Saved entries.
- Opening Delimiter -

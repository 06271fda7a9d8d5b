//! Direct message service. Messaging is restricted to accepted friends.

use std::collections::HashSet;

use sea_orm::DatabaseConnection;
use uuid::Uuid;

use crate::{
    data::{
        friend_request::FriendRequestRepository, private_message::PrivateMessageRepository,
        user::UserRepository,
    },
    error::AppError,
    model::{
        api::PaginatedDto,
        notification::TYPE_UNREAD_PRIVATE_MESSAGES,
        private_message::{ConversationDto, PrivateMessageDto},
    },
    service::storage::{StorageService, BUCKET_PRIVATE_MESSAGE_PHOTOS, BUCKET_PROFILE_PHOTOS},
};

pub struct PrivateMessageService<'a> {
    db: &'a DatabaseConnection,
}

impl<'a> PrivateMessageService<'a> {
    pub fn new(db: &'a DatabaseConnection) -> Self {
        Self { db }
    }

    /// Sends a text message to a friend.
    ///
    /// The receiver gets an `UNREAD_PRIVATE_MESSAGES` notification referencing
    /// the sender, unless they already carry an unread one.
    ///
    /// # Returns
    /// - `Err(AppError::BadRequest)` - Empty content
    /// - `Err(AppError::Forbidden)` - No accepted friendship with the receiver
    pub async fn send(
        &self,
        storage: &StorageService<'_>,
        sender_id: Uuid,
        receiver_id: Uuid,
        content: String,
    ) -> Result<PrivateMessageDto, AppError> {
        if content.trim().is_empty() {
            return Err(AppError::BadRequest(
                "Message content cannot be empty".to_string(),
            ));
        }

        self.require_friendship(sender_id, receiver_id).await?;

        let repo = PrivateMessageRepository::new(self.db);
        let message = repo
            .create(sender_id, receiver_id, Some(content), None)
            .await?;

        self.notify_receiver(sender_id, receiver_id).await?;

        Ok(self.to_dto(storage, message))
    }

    /// Sends an image message to a friend.
    pub async fn send_image(
        &self,
        storage: &StorageService<'_>,
        sender_id: Uuid,
        receiver_id: Uuid,
        content: Option<String>,
        content_type: &str,
        data: Vec<u8>,
    ) -> Result<PrivateMessageDto, AppError> {
        self.require_friendship(sender_id, receiver_id).await?;

        let path = format!("{}/{}", sender_id, Uuid::new_v4());
        storage
            .upload(BUCKET_PRIVATE_MESSAGE_PHOTOS, &path, content_type, data)
            .await?;

        let content = content.filter(|c| !c.trim().is_empty());

        let repo = PrivateMessageRepository::new(self.db);
        let message = repo
            .create(sender_id, receiver_id, content, Some(path))
            .await?;

        self.notify_receiver(sender_id, receiver_id).await?;

        Ok(self.to_dto(storage, message))
    }

    /// Gets one page of the conversation with a friend, newest first.
    pub async fn conversation(
        &self,
        storage: &StorageService<'_>,
        user_id: Uuid,
        other_id: Uuid,
        page: u64,
        size: u64,
    ) -> Result<PaginatedDto<PrivateMessageDto>, AppError> {
        self.require_friendship(user_id, other_id).await?;

        let repo = PrivateMessageRepository::new(self.db);
        let (rows, total) = repo
            .find_conversation_paginated(user_id, other_id, page, size)
            .await?;

        let items = rows
            .into_iter()
            .map(|message| self.to_dto(storage, message))
            .collect();

        Ok(PaginatedDto::new(items, total, page, size))
    }

    /// Builds the conversations overview: the latest message exchanged with
    /// each counterpart, together with that counterpart's profile.
    pub async fn conversations(
        &self,
        storage: &StorageService<'_>,
        user_id: Uuid,
    ) -> Result<Vec<ConversationDto>, AppError> {
        let repo = PrivateMessageRepository::new(self.db);
        let messages = repo.find_all_for_user(user_id).await?;

        let user_repo = UserRepository::new(self.db);
        let mut seen: HashSet<Uuid> = HashSet::new();
        let mut conversations = Vec::new();

        // Messages arrive newest first, so the first message per counterpart
        // is the latest one.
        for message in messages {
            let counterpart_id = if message.sender_id == user_id {
                message.receiver_id
            } else {
                message.sender_id
            };

            if !seen.insert(counterpart_id) {
                continue;
            }

            let Some(counterpart) = user_repo.find_by_id(counterpart_id).await? else {
                continue;
            };

            conversations.push(ConversationDto {
                user_id: counterpart.id,
                nickname: counterpart.nickname,
                profile_photo: storage
                    .resolve(BUCKET_PROFILE_PHOTOS, counterpart.profile_photo.as_deref()),
                last_message: self.to_dto(storage, message),
            });
        }

        Ok(conversations)
    }

    async fn require_friendship(&self, a: Uuid, b: Uuid) -> Result<(), AppError> {
        let repo = FriendRequestRepository::new(self.db);

        if repo.find_accepted_between(a, b).await?.is_none() {
            return Err(AppError::Forbidden(
                "You can only message your friends".to_string(),
            ));
        }

        Ok(())
    }

    async fn notify_receiver(&self, sender_id: Uuid, receiver_id: Uuid) -> Result<(), AppError> {
        let repo = crate::data::notification::NotificationRepository::new(self.db);

        if repo
            .unread_exists(receiver_id, TYPE_UNREAD_PRIVATE_MESSAGES, sender_id)
            .await?
        {
            return Ok(());
        }

        repo.create(
            receiver_id,
            TYPE_UNREAD_PRIVATE_MESSAGES,
            "You have unread private messages".to_string(),
            Some(sender_id),
        )
        .await?;

        Ok(())
    }

    fn to_dto(
        &self,
        storage: &StorageService<'_>,
        message: entity::private_message::Model,
    ) -> PrivateMessageDto {
        let image_url = storage.resolve(
            BUCKET_PRIVATE_MESSAGE_PHOTOS,
            message.image_url.as_deref(),
        );
        PrivateMessageDto::from_entity(message, image_url)
    }
}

- Closing Delimiter -

Exact copies of all the entries above are required.

repository 06271fda7a9d8d5b
//! Direct message service. Messaging is restricted to accepted friends.

use std::collections::HashSet;

use sea_orm::DatabaseConnection;
use uuid::Uuid;

use crate::{
    data::{
        friend_request::FriendRequestRepository, private_message::PrivateMessageRepository,
        user::UserRepository,
    },
    error::AppError,
    model::{
        api::PaginatedDto,
        notification::TYPE_UNREAD_PRIVATE_MESSAGES,
        private_message::{ConversationDto, PrivateMessageDto},
    },
    service::storage::{StorageService, BUCKET_PRIVATE_MESSAGE_PHOTOS, BUCKET_PROFILE_PHOTOS},
};

pub struct PrivateMessageService<'a> {
    db: &'a DatabaseConnection,
}

impl<'a> PrivateMessageService<'a> {
    pub fn new(db: &'a DatabaseConnection) -> Self {
        Self { db }
    }

    /// Sends a text message to a friend.
    ///
    /// The receiver gets an `UNREAD_PRIVATE_MESSAGES` notification referencing
    /// the sender, unless they already carry an unread one.
    ///
    /// # Returns
    /// - `Err(AppError::BadRequest)` - Empty content
    /// - `Err(AppError::Forbidden)` - No accepted friendship with the receiver
    pub async fn send(
        &self,
        storage: &StorageService<'_>,
        sender_id: Uuid,
        receiver_id: Uuid,
        content: String,
    ) -> Result<PrivateMessageDto, AppError> {
        if content.trim().is_empty() {
            return Err(AppError::BadRequest(
                "Message content cannot be empty".to_string(),
            ));
        }

        self.require_friendship(sender_id, receiver_id).await?;

        let repo = PrivateMessageRepository::new(self.db);
        let message = repo
            .create(sender_id, receiver_id, Some(content), None)
            .await?;

        self.notify_receiver(sender_id, receiver_id).await?;

        Ok(self.to_dto(storage, message))
    }

    /// Sends an image message to a friend.
    pub async fn send_image(
        &self,
        storage: &StorageService<'_>,
        sender_id: Uuid,
        receiver_id: Uuid,
        content: Option<String>,
        content_type: &str,
        data: Vec<u8>,
    ) -> Result<PrivateMessageDto, AppError> {
        self.require_friendship(sender_id, receiver_id).await?;

        let path = format!("{}/{}", sender_id, Uuid::new_v4());
        storage
            .upload(BUCKET_PRIVATE_MESSAGE_PHOTOS, &path, content_type, data)
            .await?;

        let content = content.filter(|c| !c.trim().is_empty());

        let repo = PrivateMessageRepository::new(self.db);
        let message = repo
            .create(sender_id, receiver_id, content, Some(path))
            .await?;

        self.notify_receiver(sender_id, receiver_id).await?;

        Ok(self.to_dto(storage, message))
    }

    /// Gets one page of the conversation with a friend, newest first.
    pub async fn conversation(
        &self,
        storage: &StorageService<'_>,
        user_id: Uuid,
        other_id: Uuid,
        page: u64,
        size: u64,
    ) -> Result<PaginatedDto<PrivateMessageDto>, AppError> {
        self.require_friendship(user_id, other_id).await?;

        let repo = PrivateMessageRepository::new(self.db);
        let (rows, total) = repo
            .find_conversation_paginated(user_id, other_id, page, size)
            .await?;

        let items = rows
            .into_iter()
            .map(|message| self.to_dto(storage, message))
            .collect();

        Ok(PaginatedDto::new(items, total, page, size))
    }

    /// Builds the conversations overview: the latest message exchanged with
    /// each counterpart, together with that counterpart's profile.
    pub async fn conversations(
        &self,
        storage: &StorageService<'_>,
        user_id: Uuid,
    ) -> Result<Vec<ConversationDto>, AppError> {
        let repo = PrivateMessageRepository::new(self.db);
        let messages = repo.find_all_for_user(user_id).await?;

        let user_repo = UserRepository::new(self.db);
        let mut seen: HashSet<Uuid> = HashSet::new();
        let mut conversations = Vec::new();

        // Messages arrive newest first, so the first message per counterpart
        // is the latest one.
        for message in messages {
            let counterpart_id = if message.sender_id == user_id {
                message.receiver_id
            } else {
                message.sender_id
            };

            if !seen.insert(counterpart_id) {
                continue;
            }

            let Some(counterpart) = user_repo.find_by_id(counterpart_id).await? else {
                continue;
            };

            conversations.push(ConversationDto {
                user_id: counterpart.id,
                nickname: counterpart.nickname,
                profile_photo: storage
                    .resolve(BUCKET_PROFILE_PHOTOS, counterpart.profile_photo.as_deref()),
                last_message: self.to_dto(storage, message),
            });
        }

        Ok(conversations)
    }

    async fn require_friendship(&self, a: Uuid, b: Uuid) -> Result<(), AppError> {
        let repo = FriendRequestRepository::new(self.db);

        if repo.find_accepted_between(a, b).await?.is_none() {
            return Err(AppError::Forbidden(
                "You can only message your friends".to_string(),
            ));
        }

        Ok(())
    }

    async fn notify_receiver(&self, sender_id: Uuid, receiver_id: Uuid) -> Result<(), AppError> {
        let repo = crate::data::notification::NotificationRepository::new(self.db);

        if repo
            .unread_exists(receiver_id, TYPE_UNREAD_PRIVATE_MESSAGES, sender_id)
            .await?
        {
            return Ok(());
        }

        repo.create(
            receiver_id,
            TYPE_UNREAD_PRIVATE_MESSAGES,
            "You have unread private messages".to_string(),
            Some(sender_id),
        )
        .await?;

        Ok(())
    }

    fn to_dto(
        &self,
        storage: &StorageService<'_>,
        message: entity::private_message::Model,
    ) -> PrivateMessageDto {
        let image_url = storage.resolve(
            BUCKET_PRIVATE_MESSAGE_PHOTOS,
            message.image_url.as_deref(),
        );
        PrivateMessageDto::from_entity(message, image_url)
    }
}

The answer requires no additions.